Neutral Citation: [2011] IEHC 422


High Court Record Number: 2011 169 MCA

Date of Delivery: 16/11/2011

Court: High Court


Composition of Court:

Judgment by: Cross J

Status of Judgment: Approved




Neutral Citation Number: [2011] IEHC 422


THE HIGH COURT
2011 169 MCA

IN THE MATTER OF SECTION 57CL OF THE CENTRAL BANK ACT 1942

(AS INSERTED BY SECTION 16 OF THE CENTRAL BANK AND FINANCIAL SERVICES AUTHORITY ACT 2004) AND

IN THE MATTER OF AN APPEAL FROM A FINDING OF THE FINANCIAL SERVICE OMBUDSMAN





BETWEEN

ROISIN HYDE
APPELLANT
AND

FINANCIAL SERVICES OMBUDSMAN

RESPONDENT

JUDGMENT of Mr. Justice Cross delivered on the 16th day of November, 2011

1. Preliminary
1.1 This is an appeal against the finding by the Financial Services Ombudsman (“the Ombudsman”) dated 27th May, 2011, in which the majority of the appellant’s complaints against the Bank for alleged failure to comply with instructions was not substantiated.

1.2 The appellant appeared in person and the respondent was represented by a Mr. Paul Anthony McDermott of counsel.

2. The Act
2.1 Section 57BK(4) of the Central Bank and Financial Services Authority of Ireland Act 2004, provides:-

      “The Financial Services Ombudsman is entitled to perform the functions imposed, and exercise the powers conferred, by this Act free from interference by any other person and, when dealing with a particular complaint, is required to act in an informal manner and according to equity, good conscience and the substantial merits of the complaint without regard to technicality or legal form.”
2.2 Section 57CI of the Act provides at subs. (2):-
      “A complaint may be found to be substantiated or partly substantiated only on one or more of the following grounds:

        (a) the conduct complained of was contrary to law;

        (b) the conduct complained of was unreasonable, unjust, oppressive or improperly discriminatory in its application to the complainant;

        (c) although the conduct complained of was in accordance with a law or an established practice or regulatory standard, the law, practice or standard is, or may be, unreasonable, unjust, oppressive or improperly discriminatory in its application to the complainant;

        (d) the conduct complained of was based wholly or partly on an improper motive, an irrelevant ground or an irrelevant consideration;

        (e) the conduct complained of was based wholly or partly on a mistake of law or fact;

        (f) an explanation for the conduct complained of was not given when it should have been given;

        (g) the conduct complained of was otherwise improper.”

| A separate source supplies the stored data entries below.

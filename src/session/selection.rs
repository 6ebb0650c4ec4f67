//! Selection lifecycle of an editor session.
//!
//! ```text
//!   ┌─────────────┐  click hits e   ┌──────────────┐
//!   │ NoSelection ├────────────────►│ Selected(e)  │
//!   │             │◄────────────────┤              │
//!   └─────────────┘  click misses,  └──────────────┘
//!                    e removed
//! ```
//!
//! The selection refers to its element by id and never owns it. There is no
//! terminal state.

use crate::id_generator::ElementId;

#[derive(Debug, Clone, Copy, PartialEq, Eq, Default)]
pub enum SelectionState {
    #[default]
    NoSelection,
    Selected(ElementId),
}

impl SelectionState {
    /// State reached after a point query resolved to `hit`
    pub fn from_hit(hit: Option<ElementId>) -> Self {
        hit.map_or(SelectionState::NoSelection, SelectionState::Selected)
    }

    pub fn selected(&self) -> Option<ElementId> {
        match self {
            SelectionState::Selected(id) => Some(*id),
            SelectionState::NoSelection => None,
        }
    }

    pub fn is_selected(&self, id: ElementId) -> bool {
        self.selected() == Some(id)
    }

    pub fn is_empty(&self) -> bool {
        matches!(self, SelectionState::NoSelection)
    }
}

#[cfg(test)]
mod tests {
    use super::*;
    use crate::id_generator::generate_id;

    #[test]
    fn test_from_hit() {
        let id = generate_id();
        assert_eq!(SelectionState::from_hit(Some(id)), SelectionState::Selected(id));
        assert_eq!(SelectionState::from_hit(None), SelectionState::NoSelection);
        assert!(SelectionState::default().is_empty());
        assert!(SelectionState::Selected(id).is_selected(id));
    }
}
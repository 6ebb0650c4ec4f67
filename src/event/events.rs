use crate::id_generator::ElementId;

#[derive(Debug, Clone, PartialEq)]
pub enum EditorEvent {
    SelectionChanged {
        old: Option<ElementId>,
        new: Option<ElementId>,
    },
    ElementAdded {
        id: ElementId,
        element_type: &'static str,
    },
    ElementRemoved {
        id: ElementId,
    },
    TextEdited {
        id: ElementId,
        old: String,
        new: String,
    },
    /// Geometry of `id` (and everything below it) changed
    Transformed {
        id: ElementId,
    },
}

2.3 Section 57CL of the Act provides for an appeal to the High Court against the findings of the Ombudsman and s. 57CM provides for the orders that may be made on an appeal and at subs. (1) and (2) provides that:-
      “(1) The High Court is to hear and determine an appeal made under section 57CL and may make such orders as it thinks appropriate in light of its determination.

      (2) The orders that may be made by the High Court on the hearing of such an appeal include (but are not limited to) the following:


        (a) an order affirming the finding of the Financial Services Ombudsman, with or without modification;

        (b) an order setting aside that finding or any direction included in it;

        (c) an order remitting that finding or any such direction to that Ombudsman for review.”

3. The Test for an Appeal
3.1 In Ulster Bank v. Financial Services Ombudsman & Ors [2006] IEHC 323, Finnegan P. (as he was) set out the following test for an appeal pursuant to s. 57 of the Act:-
      “To succeed on this appeal the Plaintiff must establish as a matter of probability that, taking the adjudicative process as a whole, the decision reached was vitiated by a serious and significant error or a series of such errors. In applying the test the Court will have regard to the degree of expertise and specialist knowledge of the Defendant. The deferential standard is that applied by Keane C.J. in Orange v. The Director of Telecommunications Regulation & Anor and not that in The State (Keegan) v Stardust Compensation Tribunal.
3.2 This test was followed by MacMenamin J. in Molloy v. Financial Services Ombudsman (15th April, 2011) where he broke down the requirements into the following distinct elements:-
      “(i) the burden of proof is on the appellant;

      (ii) the standard of proof is the civil standard;

      (iii) the court should not consider complaints about process or merits in isolation, but rather should consider the adjudicative process as a whole;

      (iv) the onus is on the appellant to show the decision reached was vitiated by a serious and significant error or a series or such of errors; and

      (v) in applying this test, the court may adopt what is known as a deferential stance and may have had regard to the degree of expertise and specialist knowledge of the Ombudsman.”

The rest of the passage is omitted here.